The Rike-Kumler Company (commonly known as Rike's) was an American department store in Dayton, Ohio. In 1959, Rike's became part of the Federated Department Stores conglomerate. In 1982, Federated merged Rike's with its Cincinnati unit, Shillito's, in order to form Shillito–Rike's. In 1986, Federated merged Shillito–Rike's into the Columbus-based Lazarus chain, which, in 2005 was consolidated with most other Federated chains under the Macy's brand.

Rike's former main store in downtown Dayton was imploded in 1999 and is now the site of the Benjamin and Marian Schuster Performing Arts Center.
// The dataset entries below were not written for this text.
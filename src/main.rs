use mellow::{
    ui::app::App,
    util::{hook::set_panic_hook, log::initialize_logging},
};

#[tokio::main(flavor = "multi_thread", worker_threads = 4)]
async fn main() -> color_eyre::Result<()> {
    setup()?;

    let mut app = App::new().await?;
    app.run().await
}

fn setup() -> color_eyre::Result<()> {
    color_eyre::install()?;
    dotenv::dotenv().ok();
    set_panic_hook();
    initialize_logging()
}
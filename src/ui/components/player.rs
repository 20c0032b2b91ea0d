use ratatui::{
    buffer::Buffer,
    layout::{Constraint, Direction, Layout, Rect},
    style::{Style, Stylize},
    symbols::border,
    text::{Line, Span},
    widgets::{Block, Borders, Gauge, Paragraph, Widget},
};
use unicode_width::UnicodeWidthStr;

use crate::audio::{PlayerSnapshot, PlaybackState};
use crate::util::colors;

/// The persistent player bar. Mounted once by the shell and rendered on
/// every frame regardless of the active page.
pub struct PlayerWidget<'a> {
    snapshot: &'a PlayerSnapshot,
}

impl<'a> PlayerWidget<'a> {
    pub fn new(snapshot: &'a PlayerSnapshot) -> Self {
        Self { snapshot }
    }

    fn status_icon(&self) -> &'static str {
        match self.snapshot.state {
            PlaybackState::Playing(_) => "󰐊",
            PlaybackState::Paused(_) => "󰏤",
            PlaybackState::Stopped => "󰓛",
        }
    }
}

fn truncate(text: &str, max_width: usize) -> String {
    if text.width() <= max_width {
        return text.to_string();
    }
    let mut out = String::new();
    for c in text.chars() {
        if format!("{out}{c}").width() + 1 > max_width {
            break;
        }
        out.push(c);
    }
    out.push('…');
    out
}

fn format_time(secs: u64) -> String {
    format!("{}:{:02}", secs / 60, secs % 60)
}

impl Widget for PlayerWidget<'_> {
    fn render(self, area: Rect, buf: &mut Buffer) {
        let chunks = Layout::default()
            .direction(Direction::Horizontal)
            .constraints([
                Constraint::Min(20),
                Constraint::Length(30),
                Constraint::Length(12),
            ])
            .split(area);

        let (title, artist) = match self.snapshot.current_track() {
            Some(track) => (track.title.as_str(), Some(track.artist.as_str())),
            None => ("No track", None),
        };

        let mut track_line = Line::default();
        track_line.push_span(Span::styled(
            format!("{} ", self.status_icon()),
            Style::default().fg(colors::PRIMARY),
        ));
        let label_width = chunks[0].width.saturating_sub(4) as usize;
        track_line.push_span(truncate(title, label_width).bold());
        if let Some(artist) = artist {
            track_line.push_span(Span::styled(
                format!(" — {}", truncate(artist, label_width)),
                Style::default().fg(colors::NEUTRAL),
            ));
        }

        let track_block = Block::default()
            .borders(Borders::ALL)
            .border_set(border::ROUNDED);
        Paragraph::new(track_line).block(track_block).render(chunks[0], buf);

        let (progress, duration) = match self.snapshot.current_track() {
            Some(track) => (self.snapshot.progress_secs, track.duration_secs),
            None => (0, 0),
        };
        let ratio = if duration > 0 {
            (progress as f64 / duration as f64).clamp(0.0, 1.0)
        } else {
            0.0
        };
        let progress_block = Block::default()
            .borders(Borders::ALL)
            .border_set(border::ROUNDED);
        Gauge::default()
            .block(progress_block)
            .gauge_style(Style::new().fg(colors::PRIMARY).bg(colors::NEUTRAL))
            .ratio(ratio)
            .label(format!("{} / {}", format_time(progress), format_time(duration)))
            .render(chunks[1], buf);

        let volume_block = Block::default()
            .borders(Borders::ALL)
            .border_set(border::ROUNDED);
        Gauge::default()
            .block(volume_block)
            .gauge_style(Style::new().fg(colors::SECONDARY).bg(colors::NEUTRAL))
            .ratio(self.snapshot.volume as f64 / 100.0)
            .label(format!("{}%", self.snapshot.volume))
            .render(chunks[2], buf);
    }
}

#[cfg(test)]
mod tests {
    use super::*;
    use crate::http::models::Track;
    use ratatui::Terminal;
    use ratatui::backend::TestBackend;

    #[test]
    fn test_format_time() {
        assert_eq!(format_time(0), "0:00");
        assert_eq!(format_time(61), "1:01");
        assert_eq!(format_time(600), "10:00");
    }

    #[test]
    fn test_truncate_appends_ellipsis() {
        assert_eq!(truncate("short", 10), "short");
        assert_eq!(truncate("a very long track title", 8), "a very …");
    }

    #[test]
    fn test_renders_current_track() {
        let snapshot = PlayerSnapshot {
            state: PlaybackState::Playing(Track {
                id: "t1".to_string(),
                title: "Midnight".to_string(),
                artist: "Aurora".to_string(),
                duration_secs: 180,
                liked: false,
            }),
            progress_secs: 30,
            volume: 80,
        };

        let mut terminal = Terminal::new(TestBackend::new(90, 3)).unwrap();
        terminal
            .draw(|f| f.render_widget(PlayerWidget::new(&snapshot), f.area()))
            .unwrap();

        let text = terminal
            .backend()
            .buffer()
            .content()
            .iter()
            .map(|c| c.symbol())
            .collect::<String>();
        assert!(text.contains("Midnight"));
        assert!(text.contains("0:30"));
        assert!(text.contains("80%"));
    }
}
#[derive(Debug, Clone, Default)]
pub struct AppState {
    pub ui: UiState,
}

#[derive(Debug, Clone, Default)]
pub struct UiState {
    /// Vertical offset of the routed content region. Reset to the top on
    /// every navigation.
    pub content_scroll: u16,
}
use async_trait::async_trait;
use ratatui::{
    Frame,
    layout::Rect,
    style::{Modifier, Style},
    text::{Line, Span},
    widgets::Paragraph,
};

use crate::ui::{context::AppContext, state::AppState, traits::View};
use crate::util::colors;

#[derive(Default)]
pub struct Home;

#[async_trait]
impl View for Home {
    fn title(&self) -> &str {
        "Home"
    }

    fn render(&mut self, f: &mut Frame, area: Rect, state: &AppState, _ctx: &AppContext) {
        let lines = vec![
            Line::from(Span::styled(
                "Welcome to mellow",
                Style::default()
                    .fg(colors::PRIMARY)
                    .add_modifier(Modifier::BOLD),
            )),
            Line::from(""),
            Line::from("Browse with the number keys, Tab cycles pages:"),
            Line::from("  1  home          4  liked songs"),
            Line::from("  2  artists       5  dashboard"),
            Line::from("  3  playlists     6  upload"),
            Line::from(""),
            Line::from("Lists: j/k move, Enter selects, Esc goes up a level."),
            Line::from("Playback: space play/pause, +/- volume."),
            Line::from(""),
            Line::from(Span::styled(
                "Playlists, likes and uploads need a signed-in session.",
                Style::default().fg(colors::NEUTRAL),
            )),
        ];

        let paragraph = Paragraph::new(lines).scroll((state.ui.content_scroll, 0));
        f.render_widget(paragraph, area);
    }
}
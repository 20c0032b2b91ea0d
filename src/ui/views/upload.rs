use async_trait::async_trait;
use ratatui::{
    Frame,
    layout::Rect,
    style::{Modifier, Style},
    text::{Line, Span},
    widgets::Paragraph,
};

use crate::ui::{context::AppContext, state::AppState, traits::View};
use crate::util::colors;

#[derive(Default)]
pub struct Upload;

#[async_trait]
impl View for Upload {
    fn title(&self) -> &str {
        "Upload"
    }

    fn render(&mut self, f: &mut Frame, area: Rect, state: &AppState, _ctx: &AppContext) {
        let lines = vec![
            Line::from(Span::styled(
                "Upload tracks",
                Style::default()
                    .fg(colors::PRIMARY)
                    .add_modifier(Modifier::BOLD),
            )),
            Line::from(""),
            Line::from("Uploads run outside the client:"),
            Line::from(""),
            Line::from("    curl -H \"Authorization: Bearer $MELLOW_TOKEN\" \\"),
            Line::from("         -F audio=@track.flac $MELLOW_API_URL/tracks"),
            Line::from(""),
            Line::from(Span::styled(
                "Uploaded tracks appear on your dashboard once processed.",
                Style::default().fg(colors::NEUTRAL),
            )),
        ];

        let paragraph = Paragraph::new(lines).scroll((state.ui.content_scroll, 0));
        f.render_widget(paragraph, area);
    }
}
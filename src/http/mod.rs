pub mod models;

use std::sync::Arc;

use arc_swap::ArcSwapOption;

use crate::config::Config;
use models::{Artist, Playlist, Track, User};

#[derive(Debug, thiserror::Error)]
pub enum ApiError {
    #[error("request failed: {0}")]
    Transport(#[from] reqwest::Error),
    #[error("not signed in")]
    Unauthorized,
}

pub struct ApiClient {
    client: reqwest::Client,
    base_url: String,
    token: ArcSwapOption<String>,
}

impl ApiClient {
    pub fn new(config: &Config) -> Self {
        Self {
            client: reqwest::Client::new(),
            base_url: config.api_url.trim_end_matches('/').to_string(),
            token: ArcSwapOption::from(config.token.clone().map(Arc::new)),
        }
    }

    pub fn set_token(&self, token: Option<String>) {
        self.token.store(token.map(Arc::new));
    }

    pub fn has_token(&self) -> bool {
        self.token.load().is_some()
    }

    fn get(&self, path: &str) -> reqwest::RequestBuilder {
        let mut req = self.client.get(format!("{}/{}", self.base_url, path));
        if let Some(token) = self.token.load_full() {
            req = req.bearer_auth(token);
        }
        req
    }

    async fn fetch_json<T: serde::de::DeserializeOwned>(&self, path: &str) -> Result<T, ApiError> {
        let resp = self.get(path).send().await?;
        if resp.status() == reqwest::StatusCode::UNAUTHORIZED {
            return Err(ApiError::Unauthorized);
        }
        Ok(resp.error_for_status()?.json().await?)
    }

    pub async fn fetch_me(&self) -> Result<User, ApiError> {
        self.fetch_json("me").await
    }

    pub async fn fetch_artists(&self) -> Result<Vec<Artist>, ApiError> {
        self.fetch_json("artists").await
    }

    pub async fn fetch_artist(&self, id: &str) -> Result<Artist, ApiError> {
        self.fetch_json(&format!("artists/{id}")).await
    }

    pub async fn fetch_artist_tracks(&self, id: &str) -> Result<Vec<Track>, ApiError> {
        self.fetch_json(&format!("artists/{id}/tracks")).await
    }

    pub async fn fetch_playlists(&self) -> Result<Vec<Playlist>, ApiError> {
        self.fetch_json("playlists").await
    }

    /// Returns the playlist with its tracks populated.
    pub async fn fetch_playlist(&self, id: &str) -> Result<Playlist, ApiError> {
        self.fetch_json(&format!("playlists/{id}")).await
    }

    pub async fn fetch_liked_tracks(&self) -> Result<Vec<Track>, ApiError> {
        self.fetch_json("me/likes/tracks").await
    }
}

#[cfg(test)]
mod tests {
    use super::*;
    use serde_json::json;
    use wiremock::matchers::{header, method, path};
    use wiremock::{Mock, MockServer, ResponseTemplate};

    fn client_for(server: &MockServer) -> ApiClient {
        ApiClient::new(&Config {
            api_url: server.uri(),
            token: None,
        })
    }

    #[tokio::test]
    async fn test_fetch_me_sends_bearer_token() {
        let server = MockServer::start().await;
        Mock::given(method("GET"))
            .and(path("/me"))
            .and(header("authorization", "Bearer sekrit"))
            .respond_with(
                ResponseTemplate::new(200)
                    .set_body_json(json!({"id": "u1", "username": "ada"})),
            )
            .mount(&server)
            .await;

        let api = client_for(&server);
        api.set_token(Some("sekrit".to_string()));

        let user = api.fetch_me().await.unwrap();
        assert_eq!(user.username, "ada");
        assert_eq!(user.email, None);
    }

    #[tokio::test]
    async fn test_unauthorized_maps_to_dedicated_error() {
        let server = MockServer::start().await;
        Mock::given(method("GET"))
            .and(path("/me"))
            .respond_with(ResponseTemplate::new(401))
            .mount(&server)
            .await;

        let api = client_for(&server);
        assert!(matches!(api.fetch_me().await, Err(ApiError::Unauthorized)));
    }

    #[tokio::test]
    async fn test_fetch_playlist_includes_tracks() {
        let server = MockServer::start().await;
        Mock::given(method("GET"))
            .and(path("/playlists/p1"))
            .respond_with(ResponseTemplate::new(200).set_body_json(json!({
                "id": "p1",
                "title": "Night Drive",
                "track_count": 1,
                "tracks": [{"id": "t1", "title": "Midnight", "artist": "Aurora"}]
            })))
            .mount(&server)
            .await;

        let api = client_for(&server);
        let playlist = api.fetch_playlist("p1").await.unwrap();
        assert_eq!(playlist.tracks.len(), 1);
        assert_eq!(playlist.tracks[0].duration_secs, 0);
    }
}
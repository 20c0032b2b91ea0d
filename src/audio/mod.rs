use std::sync::Arc;

use arc_swap::ArcSwap;

use crate::http::models::Track;

pub const VOLUME_STEP: u8 = 5;
pub const MAX_VOLUME: u8 = 100;

#[derive(Debug, Clone, PartialEq, Default)]
pub enum PlaybackState {
    #[default]
    Stopped,
    Playing(Track),
    Paused(Track),
}

#[derive(Debug, Clone, PartialEq)]
pub struct PlayerSnapshot {
    pub state: PlaybackState,
    pub progress_secs: u64,
    pub volume: u8,
}

impl Default for PlayerSnapshot {
    fn default() -> Self {
        Self {
            state: PlaybackState::Stopped,
            progress_secs: 0,
            volume: 80,
        }
    }
}

impl PlayerSnapshot {
    pub fn current_track(&self) -> Option<&Track> {
        match &self.state {
            PlaybackState::Playing(track) | PlaybackState::Paused(track) => Some(track),
            PlaybackState::Stopped => None,
        }
    }

    pub fn is_playing(&self) -> bool {
        matches!(self.state, PlaybackState::Playing(_))
    }
}

/// Facade over the playback engine. Cheap to clone; its lifetime is tied to
/// the process, not to any view, so navigation never disturbs it.
#[derive(Clone)]
pub struct AudioHandle {
    inner: Arc<ArcSwap<PlayerSnapshot>>,
}

impl AudioHandle {
    pub fn new() -> Self {
        Self {
            inner: Arc::new(ArcSwap::from_pointee(PlayerSnapshot::default())),
        }
    }

    pub fn snapshot(&self) -> Arc<PlayerSnapshot> {
        self.inner.load_full()
    }

    pub fn play(&self, track: Track) {
        self.update(|snap| PlayerSnapshot {
            state: PlaybackState::Playing(track.clone()),
            progress_secs: 0,
            volume: snap.volume,
        });
    }

    pub fn play_pause(&self) {
        self.update(|snap| {
            let state = match snap.state.clone() {
                PlaybackState::Playing(track) => PlaybackState::Paused(track),
                PlaybackState::Paused(track) => PlaybackState::Playing(track),
                PlaybackState::Stopped => PlaybackState::Stopped,
            };
            PlayerSnapshot { state, ..snap.clone() }
        });
    }

    pub fn stop(&self) {
        self.update(|snap| PlayerSnapshot {
            state: PlaybackState::Stopped,
            progress_secs: 0,
            volume: snap.volume,
        });
    }

    pub fn volume_up(&self) {
        self.update(|snap| PlayerSnapshot {
            volume: snap.volume.saturating_add(VOLUME_STEP).min(MAX_VOLUME),
            ..snap.clone()
        });
    }

    pub fn volume_down(&self) {
        self.update(|snap| PlayerSnapshot {
            volume: snap.volume.saturating_sub(VOLUME_STEP),
            ..snap.clone()
        });
    }

    /// Advances playback by `secs` while a track is playing; stops at the
    /// end of the track. Driven by the shell's one-second ticker.
    pub fn advance(&self, secs: u64) {
        self.update(|snap| {
            let PlaybackState::Playing(track) = &snap.state else {
                return snap.clone();
            };
            let progress = snap.progress_secs + secs;
            if track.duration_secs > 0 && progress >= track.duration_secs {
                PlayerSnapshot {
                    state: PlaybackState::Stopped,
                    progress_secs: 0,
                    volume: snap.volume,
                }
            } else {
                PlayerSnapshot {
                    progress_secs: progress,
                    ..snap.clone()
                }
            }
        });
    }

    pub fn current_track(&self) -> Option<Track> {
        self.snapshot().current_track().cloned()
    }

    pub fn is_playing(&self) -> bool {
        self.snapshot().is_playing()
    }

    fn update(&self, f: impl Fn(&PlayerSnapshot) -> PlayerSnapshot) {
        self.inner.rcu(|snap| f(snap));
    }
}

impl Default for AudioHandle {
    fn default() -> Self {
        Self::new()
    }
}

#[cfg(test)]
mod tests {
    use super::*;

    fn track(duration_secs: u64) -> Track {
        Track {
            id: "t1".to_string(),
            title: "Midnight".to_string(),
            artist: "Aurora".to_string(),
            duration_secs,
            liked: false,
        }
    }

    #[test]
    fn test_play_pause_toggles_without_losing_track() {
        let audio = AudioHandle::new();
        audio.play(track(180));
        assert!(audio.is_playing());

        audio.play_pause();
        assert!(!audio.is_playing());
        assert_eq!(audio.current_track().unwrap().id, "t1");

        audio.play_pause();
        assert!(audio.is_playing());
    }

    #[test]
    fn test_play_pause_on_stopped_is_a_no_op() {
        let audio = AudioHandle::new();
        audio.play_pause();
        assert_eq!(audio.snapshot().state, PlaybackState::Stopped);
    }

    #[test]
    fn test_volume_clamps_at_bounds() {
        let audio = AudioHandle::new();
        for _ in 0..30 {
            audio.volume_up();
        }
        assert_eq!(audio.snapshot().volume, MAX_VOLUME);
        for _ in 0..30 {
            audio.volume_down();
        }
        assert_eq!(audio.snapshot().volume, 0);
    }

    #[test]
    fn test_advance_stops_at_end_of_track() {
        let audio = AudioHandle::new();
        audio.play(track(3));
        audio.advance(2);
        assert_eq!(audio.snapshot().progress_secs, 2);
        audio.advance(1);
        assert_eq!(audio.snapshot().state, PlaybackState::Stopped);
    }
}
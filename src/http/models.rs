use serde::{Deserialize, Serialize};

#[derive(Debug, Clone, PartialEq, Serialize, Deserialize)]
pub struct User {
    pub id: String,
    pub username: String,
    #[serde(default)]
    pub email: Option<String>,
}

#[derive(Debug, Clone, PartialEq, Serialize, Deserialize)]
pub struct Artist {
    pub id: String,
    pub name: String,
    #[serde(default)]
    pub genres: Vec<String>,
    #[serde(default)]
    pub track_count: u32,
}

#[derive(Debug, Clone, PartialEq, Serialize, Deserialize)]
pub struct Track {
    pub id: String,
    pub title: String,
    pub artist: String,
    #[serde(default)]
    pub duration_secs: u64,
    #[serde(default)]
    pub liked: bool,
}

#[derive(Debug, Clone, PartialEq, Serialize, Deserialize)]
pub struct Playlist {
    pub id: String,
    pub title: String,
    #[serde(default)]
    pub track_count: u32,
    #[serde(default)]
    pub tracks: Vec<Track>,
}
use async_trait::async_trait;
use ratatui::crossterm::event::{KeyCode, KeyEvent};
use ratatui::{
    Frame,
    layout::Rect,
    style::{Modifier, Style},
    text::{Line, Span},
    widgets::{Block, Borders, Paragraph},
};
use ratatui::symbols::border;

use crate::ui::{
    context::AppContext,
    nav::{PageId, PageParams},
    state::AppState,
    traits::{Action, View},
};
use crate::util::colors;

/// Public sign-in page. Also rendered in place of any protected page while
/// no user is signed in.
#[derive(Default)]
pub struct Login;

#[async_trait]
impl View for Login {
    fn title(&self) -> &str {
        "Sign in"
    }

    fn render(&mut self, f: &mut Frame, area: Rect, _state: &AppState, _ctx: &AppContext) {
        let lines = vec![
            Line::from(Span::styled(
                "Sign in to mellow",
                Style::default()
                    .fg(colors::PRIMARY)
                    .add_modifier(Modifier::BOLD),
            )),
            Line::from(""),
            Line::from("Put an API token where the client can find it:"),
            Line::from(""),
            Line::from("  1. export MELLOW_TOKEN=... (or a .env file), or"),
            Line::from("  2. store it in the OS keyring under service \"mellow\","),
            Line::from("     user \"api-token\","),
            Line::from(""),
            Line::from("then restart the client."),
            Line::from(""),
            Line::from(Span::styled(
                "No account yet? Press r to register.",
                Style::default().fg(colors::ACCENT),
            )),
        ];

        let block = Block::default()
            .borders(Borders::ALL)
            .border_set(border::ROUNDED)
            .title(" Sign in ");
        f.render_widget(Paragraph::new(lines).block(block), area);
    }

    async fn handle_input(
        &mut self,
        key: KeyEvent,
        _state: &AppState,
        ctx: &AppContext,
    ) -> Option<Action> {
        match key.code {
            KeyCode::Char('r') => {
                // Published on the channel: this view may be shown in place
                // of a protected page, with no structural path to the store.
                ctx.nav.navigate(PageId::Register, PageParams::new());
                None
            }
            _ => None,
        }
    }
}
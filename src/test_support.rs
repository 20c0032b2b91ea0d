//! Test utilities shared across the crate.

use std::sync::Arc;

use ratatui::Terminal;
use ratatui::backend::TestBackend;

use crate::audio::AudioHandle;
use crate::auth::AuthService;
use crate::config::Config;
use crate::event::events::Event;
use crate::http::ApiClient;
use crate::ui::context::AppContext;
use crate::ui::nav::Navigator;
use crate::ui::state::AppState;
use crate::ui::traits::View;

/// Context wired to throwaway collaborators. The navigator is dropped, so
/// channel publishes vanish; use [`test_context_with_nav`] to observe them.
pub fn test_context() -> (AppContext, flume::Receiver<Event>) {
    let (ctx, event_rx, _navigator) = test_context_with_nav();
    (ctx, event_rx)
}

pub fn test_context_with_nav() -> (AppContext, flume::Receiver<Event>, Navigator) {
    let (event_tx, event_rx) = flume::unbounded();
    let navigator = Navigator::new();
    let config = Config {
        api_url: "http://127.0.0.1:9".to_string(),
        token: None,
    };
    let ctx = AppContext {
        api: Arc::new(ApiClient::new(&config)),
        auth: Arc::new(AuthService::new()),
        audio: AudioHandle::new(),
        nav: navigator.handle(),
        event_tx,
    };
    (ctx, event_rx, navigator)
}

/// Renders a view into a test terminal and returns the buffer as one string.
pub fn render_view(view: &mut dyn View, ctx: &AppContext, width: u16, height: u16) -> String {
    let mut terminal = Terminal::new(TestBackend::new(width, height)).unwrap();
    terminal
        .draw(|f| {
            let area = f.area();
            view.render(f, area, &AppState::default(), ctx);
        })
        .unwrap();
    terminal
        .backend()
        .buffer()
        .content()
        .iter()
        .map(|c| c.symbol())
        .collect()
}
Rike's was well known for its annual tradition of animated Christmas window displays. The animated figurines were preserved and have been displayed yearly during the Christmas season at the Benjamin and Marian Schuster Performing Arts Center since its inception.

History

Rike-Kumler Co 
The company was established as the Rike-Kumler company in downtown Dayton, Ohio in 1853. They would remain independent until 1959 when they joined the Federated Department Stores company, at which time the company owned the then 650,000 sq ft downtown store, a 280,000 sq ft service building, two warehouses, and the Miami Hotel. That same year, Arthur Beerman reportedly offered to sell his chain of Beerman stores to the company, but the offer was turned down by both the Rike-Kumler Co and its new parent, Federated. A branch store, the company's first, was announced as in the works in December 1960, and construction was underway by September 1961 for the new, self-service store in a newly built shopping center in Kettering, Ohio. The store would have a soft opening on October 30, 1961, followed by a grand opening on November 2, 1961, with a number of local mayors and county officials in attendance. The company would open its first mall store on August 22, 1963, at the Salem Mall in Trotwood, Ohio. The company's downtown store was subject of picketing and sit-ins by the Congress of Racial Equality beginning in summer 1963, over alleged hiring discrimination at the store. The protest ended in October 1963, when CORE and the Rike-Kumler company reached an agreement, promising to hire more black workers, give them equal consideration in hiring, and making a pledge to bring on a number of black employees hired for the holiday season on as permanent employees.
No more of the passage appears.